→ TASK
Find the line in the entries below that contains "pub fn drive(&self)". Repeat it exactly, and every line after it through the line that contains "self.log(TargetEvent::Start);".

→ DATA SECTION
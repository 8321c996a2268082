//! UART frame receive engine
//!
//! Assembles sampled bits into a data word and checks parity and every
//! stop bit. A bad stop bit is a framing error but the data is still
//! delivered.

use serwire_hal::{Parity, UartConfig};

use super::bit_rx::{RxBit, UartBitRx};
use crate::error::{ErrorKind, UnitStatus};

/// Flag in a register-encoded word: stop bit error
pub const RX_FRAMING_BIT: u32 = 1 << 16;
/// Flag in a register-encoded word: parity error
pub const RX_PARITY_BIT: u32 = 1 << 17;

/// One received word and its error flags
#[derive(Debug, Clone, Copy, PartialEq, Eq)]
#[cfg_attr(feature = "defmt", derive(defmt::Format))]
pub struct RxWord {
    pub data: u16,
    pub framing: bool,
    pub parity: bool,
}

impl RxWord {
    /// Error carried by the word; framing takes precedence
    pub fn error(&self) -> Option<ErrorKind> {
        if self.framing {
            Some(ErrorKind::Framing)
        } else if self.parity {
            Some(ErrorKind::Parity)
        } else {
            None
        }
    }

    /// Status of the word as a unit
    pub fn status(&self) -> UnitStatus {
        self.error().map_or(UnitStatus::Ok, UnitStatus::from)
    }

    /// Encoding used by the `RX_DATA` register
    pub fn to_register(&self) -> u32 {
        let mut value = self.data as u32 & 0x1FF;
        if self.framing {
            value |= RX_FRAMING_BIT;
        }
        if self.parity {
            value |= RX_PARITY_BIT;
        }
        value
    }
}

/// Frame deserializer
#[derive(Debug, Clone)]
pub struct UartByteRx {
    active: bool,
    index: u8,
    data: u16,
    parity_bit: bool,
    stop_ok: bool,
}

impl UartByteRx {
    /// Create an idle deserializer
    pub fn new() -> Self {
        Self {
            active: false,
            index: 0,
            data: 0,
            parity_bit: false,
            stop_ok: true,
        }
    }

    /// Check if a frame is being assembled
    pub fn is_active(&self) -> bool {
        self.active
    }

    /// Advance one reference tick
    ///
    /// Returns a word when its last stop bit has been sampled, or
    /// [`ErrorKind::LineFault`] when the line went unknown mid-frame.
    pub fn tick(
        &mut self,
        config: &UartConfig,
        bits: &mut UartBitRx,
        level: serwire_hal::Level,
    ) -> Option<Result<RxWord, ErrorKind>> {
        match bits.tick(level) {
            RxBit::Idle | RxBit::Glitch => None,
            RxBit::Started => {
                self.active = true;
                self.index = 0;
                self.data = 0;
                self.parity_bit = false;
                self.stop_ok = true;
                None
            }
            RxBit::Fault => {
                let was_active = self.active;
                self.active = false;
                if was_active {
                    warn!("uart: rx line unknown mid-frame");
                }
                Some(Err(ErrorKind::LineFault))
            }
            RxBit::Bit(bit) => {
                if !self.active {
                    return None;
                }
                self.take_bit(config, bits, bit)
            }
        }
    }

    fn take_bit(
        &mut self,
        config: &UartConfig,
        bits: &mut UartBitRx,
        bit: bool,
    ) -> Option<Result<RxWord, ErrorKind>> {
        let n = config.data_bits.count();
        let parity_bits = if config.parity == Parity::None { 0 } else { 1 };
        let total = n + parity_bits + config.stop_bits.count();

        if self.index < n {
            self.data |= (bit as u16) << self.index;
        } else if self.index < n + parity_bits {
            self.parity_bit = bit;
        } else if !bit {
            self.stop_ok = false;
        }
        self.index += 1;
        if self.index < total {
            return None;
        }

        self.active = false;
        bits.finish(bit);
        let parity = config
            .parity
            .bit_for(self.data)
            .map_or(false, |expected| expected != self.parity_bit);
        Some(Ok(RxWord {
            data: self.data,
            framing: !self.stop_ok,
            parity,
        }))
    }
}

impl Default for UartByteRx {
    fn default() -> Self {
        Self::new()
    }
}
//! Protocol error model
//!
//! Every engine reports faults upward as an [`ErrorKind`]; nothing retries
//! locally and nothing is fatal.

/// Reason a unit or transfer did not complete normally
#[derive(Debug, Clone, Copy, PartialEq, Eq)]
#[cfg_attr(feature = "defmt", derive(defmt::Format))]
pub enum ErrorKind {
    /// A sampled line stayed unknown past the settle limit
    LineFault,
    /// UART stop bit was not high
    Framing,
    /// UART parity bit mismatch
    Parity,
    /// I2C target did not acknowledge
    Nack,
    /// I2C contention or a foreign START/STOP during a frame
    BusFault,
    /// I2C clock held low past the stretch timeout
    Timeout,
    /// Receive FIFO full; the incoming word was dropped
    Overrun,
    /// Controller already has a transfer in flight
    Busy,
    /// Transfer was aborted by the host
    Aborted,
    /// Request larger than the transfer buffer
    TooLong,
    /// Direction or shape not meaningful for the protocol
    Unsupported,
}

impl core::fmt::Display for ErrorKind {
    fn fmt(&self, f: &mut core::fmt::Formatter<'_>) -> core::fmt::Result {
        let msg = match self {
            ErrorKind::LineFault => "line did not settle",
            ErrorKind::Framing => "framing error",
            ErrorKind::Parity => "parity error",
            ErrorKind::Nack => "not acknowledged",
            ErrorKind::BusFault => "bus fault",
            ErrorKind::Timeout => "clock stretch timeout",
            ErrorKind::Overrun => "receive overrun",
            ErrorKind::Busy => "controller busy",
            ErrorKind::Aborted => "transfer aborted",
            ErrorKind::TooLong => "request exceeds transfer buffer",
            ErrorKind::Unsupported => "unsupported request",
        };
        f.write_str(msg)
    }
}

/// Outcome of the most recently completed unit (byte, word or frame)
#[derive(Debug, Clone, Copy, PartialEq, Eq)]
#[cfg_attr(feature = "defmt", derive(defmt::Format))]
pub enum UnitStatus {
    /// Unit completed without error
    Ok,
    /// Transmitted I2C byte was acknowledged
    Ack,
    /// Transmitted I2C byte was not acknowledged
    Nack,
    /// Unit failed
    Error(ErrorKind),
}

impl From<ErrorKind> for UnitStatus {
    fn from(kind: ErrorKind) -> Self {
        match kind {
            ErrorKind::Nack => UnitStatus::Nack,
            other => UnitStatus::Error(other),
        }
    }
}

#[cfg(test)]
mod tests {
    use super::*;

    #[test]
    fn test_nack_maps_to_nack_status() {
        assert_eq!(UnitStatus::from(ErrorKind::Nack), UnitStatus::Nack);
        assert_eq!(
            UnitStatus::from(ErrorKind::Framing),
            UnitStatus::Error(ErrorKind::Framing)
        );
    }
}
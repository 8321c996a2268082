//! I2C bus abstractions
//!
//! Provides the blocking controller-mode bus trait, target addressing and
//! the timing configuration used by the I2C engines.

use crate::error::{divisor_for, ConfigError};

#[cfg(feature = "serde")]
use serde::{Deserialize, Serialize};

/// I2C bus controller
///
/// Provides basic I2C read/write operations for communicating with
/// target devices.
pub trait I2cBus {
    /// Error type for I2C operations
    type Error;

    /// Write data to a device at the given address
    ///
    /// # Arguments
    /// * `address` - 7-bit or 10-bit target address
    /// * `data` - Bytes to write
    fn write(&mut self, address: Address, data: &[u8]) -> Result<(), Self::Error>;

    /// Read data from a device at the given address
    ///
    /// # Arguments
    /// * `address` - 7-bit or 10-bit target address
    /// * `buf` - Buffer to read into
    fn read(&mut self, address: Address, buf: &mut [u8]) -> Result<(), Self::Error>;

    /// Write then read in a single transaction (repeated start)
    ///
    /// This is commonly used to write a register address then read data.
    ///
    /// # Arguments
    /// * `address` - 7-bit or 10-bit target address
    /// * `write_data` - Bytes to write (typically register address)
    /// * `read_buf` - Buffer to read into
    fn write_read(
        &mut self,
        address: Address,
        write_data: &[u8],
        read_buf: &mut [u8],
    ) -> Result<(), Self::Error>;
}

/// Target address
#[derive(Debug, Clone, Copy, PartialEq, Eq)]
#[cfg_attr(feature = "defmt", derive(defmt::Format))]
#[cfg_attr(feature = "serde", derive(Serialize, Deserialize))]
pub enum Address {
    /// Standard 7-bit address (0x00-0x7F)
    SevenBit(u8),
    /// Extended 10-bit address (0x000-0x3FF)
    TenBit(u16),
}

/// Prefix of the first byte of a 10-bit address (`11110xx`)
pub const TEN_BIT_PREFIX: u8 = 0b1111_0000;

impl Address {
    /// Check that the address fits its addressing mode
    pub fn validate(self) -> Result<Self, ConfigError> {
        match self {
            Address::SevenBit(a) if a > 0x7F => Err(ConfigError::InvalidAddress),
            Address::TenBit(a) if a > 0x3FF => Err(ConfigError::InvalidAddress),
            _ => Ok(self),
        }
    }

    /// Check if this is a 10-bit address
    pub fn is_ten_bit(self) -> bool {
        matches!(self, Address::TenBit(_))
    }

    /// First address byte on the wire, including the R/W bit
    ///
    /// For 10-bit addresses this is `11110 A9 A8 R/W`.
    pub fn head_byte(self, read: bool) -> u8 {
        let rw = read as u8;
        match self {
            Address::SevenBit(a) => (a << 1) | rw,
            Address::TenBit(a) => TEN_BIT_PREFIX | (((a >> 7) as u8) & 0b110) | rw,
        }
    }

    /// Second address byte for 10-bit addresses (`A7..A0`)
    pub fn tail_byte(self) -> Option<u8> {
        match self {
            Address::SevenBit(_) => None,
            Address::TenBit(a) => Some(a as u8),
        }
    }
}

impl From<u8> for Address {
    fn from(address: u8) -> Self {
        Address::SevenBit(address)
    }
}

/// Standard bus speeds
#[derive(Debug, Clone, Copy, PartialEq, Eq)]
#[cfg_attr(feature = "defmt", derive(defmt::Format))]
pub enum I2cSpeed {
    /// Standard mode (100 kHz)
    Standard,
    /// Fast mode (400 kHz)
    Fast,
    /// Fast mode plus (1 MHz)
    FastPlus,
}

impl I2cSpeed {
    /// SCL frequency in Hz
    pub const fn hz(self) -> u32 {
        match self {
            I2cSpeed::Standard => 100_000,
            I2cSpeed::Fast => 400_000,
            I2cSpeed::FastPlus => 1_000_000,
        }
    }
}

/// Default stretch timeout, in SCL periods
pub const STRETCH_TIMEOUT_PERIODS: u32 = 100;

/// Default number of ticks a sampled line may stay unknown
pub const DEFAULT_SETTLE_TICKS: u16 = 4;

/// I2C configuration
///
/// One SCL period is four phases (setup, rise, high, fall), each
/// `divisor` reference ticks long.
#[derive(Debug, Clone, Copy, PartialEq, Eq)]
#[cfg_attr(feature = "defmt", derive(defmt::Format))]
#[cfg_attr(feature = "serde", derive(Serialize, Deserialize))]
pub struct I2cConfig {
    /// Reference ticks per quarter SCL period
    pub divisor: u16,
    /// Reference ticks a target may hold SCL low before the transfer fails
    pub stretch_timeout: u32,
    /// Reference ticks a sampled line may stay unknown before a line fault
    pub settle_ticks: u16,
}

impl Default for I2cConfig {
    fn default() -> Self {
        Self::with_divisor(4)
    }
}

impl I2cConfig {
    /// Configuration for a divisor, with the default stretch timeout
    pub const fn with_divisor(divisor: u16) -> Self {
        Self {
            divisor,
            stretch_timeout: STRETCH_TIMEOUT_PERIODS * 4 * divisor as u32,
            settle_ticks: DEFAULT_SETTLE_TICKS,
        }
    }

    /// Derive the divisor for a standard speed from the reference clock
    pub fn from_speed(reference_hz: u32, speed: I2cSpeed) -> Result<Self, ConfigError> {
        let divisor = divisor_for(reference_hz, speed.hz(), 4)?;
        Self::with_divisor(divisor).validate()
    }

    /// Reference ticks per full SCL period
    pub fn period_ticks(&self) -> u32 {
        self.divisor as u32 * 4
    }

    /// Check the configuration
    pub fn validate(self) -> Result<Self, ConfigError> {
        if self.divisor == 0 {
            return Err(ConfigError::DivisorTooSmall);
        }
        if self.stretch_timeout == 0 {
            return Err(ConfigError::InvalidTimeout);
        }
        Ok(self)
    }
}
//! Logging shim
//!
//! Forwards to `defmt` when the feature is enabled and compiles to nothing
//! otherwise, so engines can log unconditionally.

#![allow(unused_macros)]

#[cfg(feature = "defmt")]
macro_rules! trace {
    ($($arg:tt)*) => { defmt::trace!($($arg)*) };
}

#[cfg(feature = "defmt")]
macro_rules! debug {
    ($($arg:tt)*) => { defmt::debug!($($arg)*) };
}

#[cfg(feature = "defmt")]
macro_rules! warn {
    ($($arg:tt)*) => { defmt::warn!($($arg)*) };
}

// Stub macros when defmt is not available
#[cfg(not(feature = "defmt"))]
macro_rules! trace {
    ($($arg:tt)*) => {{}};
}

#[cfg(not(feature = "defmt"))]
macro_rules! debug {
    ($($arg:tt)*) => {{}};
}

#[cfg(not(feature = "defmt"))]
macro_rules! warn {
    ($($arg:tt)*) => {{}};
}
//! I2C target model
//!
//! A scripted target device that acknowledges its address, records what
//! it sees and can NACK or stretch the clock on demand. It reacts to SCL
//! edges the way a real target does: it samples SDA on rising edges and
//! changes SDA only while SCL is low.

use heapless::Vec;
use serwire_hal::{Address, Drive};

use crate::i2c::{I2cController, I2cDrive, I2cLines};

/// Capacity of the event log
pub const EVENT_CAPACITY: usize = 64;

/// Something the target observed on the bus
#[derive(Debug, Clone, Copy, PartialEq, Eq)]
#[cfg_attr(feature = "defmt", derive(defmt::Format))]
pub enum TargetEvent {
    /// START or repeated START
    Start,
    /// STOP
    Stop,
    /// Address byte (head or 10-bit tail), whether or not it matched
    Address(u8),
    /// Data byte written by the controller
    Write(u8),
    /// Data byte read by the controller
    Read(u8),
}

#[derive(Debug, Clone, Copy, PartialEq, Eq)]
enum TargetState {
    Idle,
    Addr { shift: u8, count: u8 },
    Tail { shift: u8, count: u8 },
    AddrAck { read: bool, tail: bool, driving: bool },
    Write { shift: u8, count: u8 },
    WriteAck { ack: bool, driving: bool },
    Read { byte: u8, count: u8 },
    ReadAck { acked: bool },
    Ignore,
}

/// Scripted I2C target
#[derive(Debug, Clone)]
pub struct I2cTarget {
    address: Address,
    drive: I2cDrive,
    prev: I2cLines,
    state: TargetState,
    ten_bit_selected: bool,
    read_data: Vec<u8, EVENT_CAPACITY>,
    read_pos: usize,
    nack_after: Option<usize>,
    written: usize,
    stretch: u32,
    hold: u32,
    events: Vec<TargetEvent, EVENT_CAPACITY>,
    read_acks: Vec<bool, EVENT_CAPACITY>,
}

impl I2cTarget {
    /// Create a target answering at `address`
    pub fn new(address: Address) -> Self {
        Self {
            address,
            drive: I2cDrive::RELEASED,
            prev: I2cLines::IDLE,
            state: TargetState::Idle,
            ten_bit_selected: false,
            read_data: Vec::new(),
            read_pos: 0,
            nack_after: None,
            written: 0,
            stretch: 0,
            hold: 0,
            events: Vec::new(),
            read_acks: Vec::new(),
        }
    }

    /// Bytes returned to reads, in order; 0xFF once exhausted
    pub fn with_read_data(mut self, data: &[u8]) -> Self {
        self.read_data = Vec::from_slice(data).unwrap_or_default();
        self
    }

    /// Acknowledge the first `count` written data bytes, NACK the rest
    pub fn nack_after(mut self, count: usize) -> Self {
        self.nack_after = Some(count);
        self
    }

    /// Hold SCL low for `ticks` after every acknowledged byte
    pub fn stretch(mut self, ticks: u32) -> Self {
        self.stretch = ticks;
        self
    }

    /// Change the stretch length
    pub fn set_stretch(&mut self, ticks: u32) {
        self.stretch = ticks;
    }

    /// What the target drives
    pub fn drive(&self) -> I2cDrive {
        self.drive
    }

    /// Everything observed so far
    pub fn events(&self) -> &[TargetEvent] {
        &self.events
    }

    /// Controller ack bits seen after each byte read
    pub fn read_acks(&self) -> &[bool] {
        &self.read_acks
    }

    /// React to one reference tick of resolved bus levels
    pub fn tick(&mut self, lines: I2cLines) -> I2cDrive {
        let prev = self.prev;
        self.prev = lines;

        if self.hold > 0 {
            self.hold -= 1;
            if self.hold == 0 {
                self.drive.scl = Drive::Release;
            }
        }

        if prev.scl.is_high() && lines.scl.is_high() {
            if prev.sda.is_high() && lines.sda.is_low() {
                self.log(TargetEvent::Start);
                self.drive.sda = Drive::Release;
                self.state = TargetState::Addr { shift: 0, count: 0 };
                return self.drive;
            }
            if prev.sda.is_low() && lines.sda.is_high() {
                self.log(TargetEvent::Stop);
                self.drive.sda = Drive::Release;
                self.ten_bit_selected = false;
                self.state = TargetState::Idle;
                return self.drive;
            }
        }

        if prev.scl.is_low() && lines.scl.is_high() {
            self.on_rise(lines.sda.is_high());
        } else if prev.scl.is_high() && lines.scl.is_low() {
            self.on_fall();
        }
        self.drive
    }

    fn on_rise(&mut self, sda: bool) {
        let state = self.state;
        self.state = match state {
            TargetState::Addr { shift, count } => {
                let shift = (shift << 1) | sda as u8;
                if count + 1 < 8 {
                    TargetState::Addr {
                        shift,
                        count: count + 1,
                    }
                } else {
                    self.log(TargetEvent::Address(shift));
                    self.match_head(shift)
                }
            }
            TargetState::Tail { shift, count } => {
                let shift = (shift << 1) | sda as u8;
                if count + 1 < 8 {
                    TargetState::Tail {
                        shift,
                        count: count + 1,
                    }
                } else {
                    self.log(TargetEvent::Address(shift));
                    match self.address {
                        Address::TenBit(a) if a as u8 == shift => {
                            self.ten_bit_selected = true;
                            TargetState::AddrAck {
                                read: false,
                                tail: false,
                                driving: false,
                            }
                        }
                        _ => TargetState::Ignore,
                    }
                }
            }
            TargetState::Write { shift, count } => {
                let shift = (shift << 1) | sda as u8;
                if count + 1 < 8 {
                    TargetState::Write {
                        shift,
                        count: count + 1,
                    }
                } else {
                    self.log(TargetEvent::Write(shift));
                    self.written += 1;
                    let ack = self.nack_after.map_or(true, |n| self.written <= n);
                    TargetState::WriteAck {
                        ack,
                        driving: false,
                    }
                }
            }
            TargetState::ReadAck { .. } => {
                let acked = !sda;
                let _ = self.read_acks.push(acked);
                TargetState::ReadAck { acked }
            }
            other => other,
        };
    }

    fn on_fall(&mut self) {
        let state = self.state;
        self.state = match state {
            TargetState::AddrAck {
                read,
                tail,
                driving: false,
            } => {
                self.drive.sda = Drive::Low;
                TargetState::AddrAck {
                    read,
                    tail,
                    driving: true,
                }
            }
            TargetState::AddrAck { read, tail, .. } => {
                self.drive.sda = Drive::Release;
                self.begin_hold();
                if read {
                    self.next_read()
                } else if tail {
                    TargetState::Tail { shift: 0, count: 0 }
                } else {
                    TargetState::Write { shift: 0, count: 0 }
                }
            }
            TargetState::WriteAck {
                ack,
                driving: false,
            } => {
                self.drive.sda = if ack { Drive::Low } else { Drive::Release };
                TargetState::WriteAck { ack, driving: true }
            }
            TargetState::WriteAck { ack, .. } => {
                self.drive.sda = Drive::Release;
                if ack {
                    self.begin_hold();
                    TargetState::Write { shift: 0, count: 0 }
                } else {
                    TargetState::Ignore
                }
            }
            TargetState::Read { byte, count } => {
                let count = count + 1;
                if count < 8 {
                    self.drive.sda = bit_drive(byte & (0x80 >> count) != 0);
                    TargetState::Read { byte, count }
                } else {
                    self.log(TargetEvent::Read(byte));
                    self.drive.sda = Drive::Release;
                    TargetState::ReadAck { acked: false }
                }
            }
            TargetState::ReadAck { acked: true } => self.next_read(),
            TargetState::ReadAck { acked: false } => {
                self.drive.sda = Drive::Release;
                TargetState::Ignore
            }
            other => other,
        };
    }

    fn match_head(&self, byte: u8) -> TargetState {
        let read = byte & 1 == 1;
        match self.address {
            Address::SevenBit(a) if byte >> 1 == a => TargetState::AddrAck {
                read,
                tail: false,
                driving: false,
            },
            Address::TenBit(a)
                if byte & 0xF8 == 0xF0 && ((byte >> 1) & 0b11) as u16 == a >> 8 =>
            {
                if !read {
                    TargetState::AddrAck {
                        read: false,
                        tail: true,
                        driving: false,
                    }
                } else if self.ten_bit_selected {
                    TargetState::AddrAck {
                        read: true,
                        tail: false,
                        driving: false,
                    }
                } else {
                    TargetState::Ignore
                }
            }
            _ => TargetState::Ignore,
        }
    }

    /// Present the MSB of the next read byte
    fn next_read(&mut self) -> TargetState {
        let byte = self.read_data.get(self.read_pos).copied().unwrap_or(0xFF);
        self.read_pos += 1;
        self.drive.sda = bit_drive(byte & 0x80 != 0);
        TargetState::Read { byte, count: 0 }
    }

    fn begin_hold(&mut self) {
        if self.stretch > 0 {
            self.hold = self.stretch;
            self.drive.scl = Drive::Low;
        }
    }

    fn log(&mut self, event: TargetEvent) {
        let _ = self.events.push(event);
    }
}

fn bit_drive(bit: bool) -> Drive {
    if bit {
        Drive::Release
    } else {
        Drive::Low
    }
}

/// Step a controller and a target through one reference tick
///
/// Both observe the same resolved bus, computed from the drives of the
/// previous tick. Returns that bus.
pub fn step(ctrl: &mut I2cController, target: &mut I2cTarget) -> I2cLines {
    let external = target.drive().levels();
    let lines = ctrl.io().resolve(external);
    ctrl.tick(external);
    target.tick(lines);
    lines
}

→ OUTPUT OF THE TASK
    pub fn drive(&self) -> I2cDrive {
        self.drive
    }

    /// Everything observed so far
    pub fn events(&self) -> &[TargetEvent] {
        &self.events
    }

    /// Controller ack bits seen after each byte read
    pub fn read_acks(&self) -> &[bool] {
        &self.read_acks
    }

    /// React to one reference tick of resolved bus levels
    pub fn tick(&mut self, lines: I2cLines) -> I2cDrive {
        let prev = self.prev;
        self.prev = lines;

        if self.hold > 0 {
            self.hold -= 1;
            if self.hold == 0 {
                self.drive.scl = Drive::Release;
            }
        }

        if prev.scl.is_high() && lines.scl.is_high() {
            if prev.sda.is_high() && lines.sda.is_low() {
                self.log(TargetEvent::Start);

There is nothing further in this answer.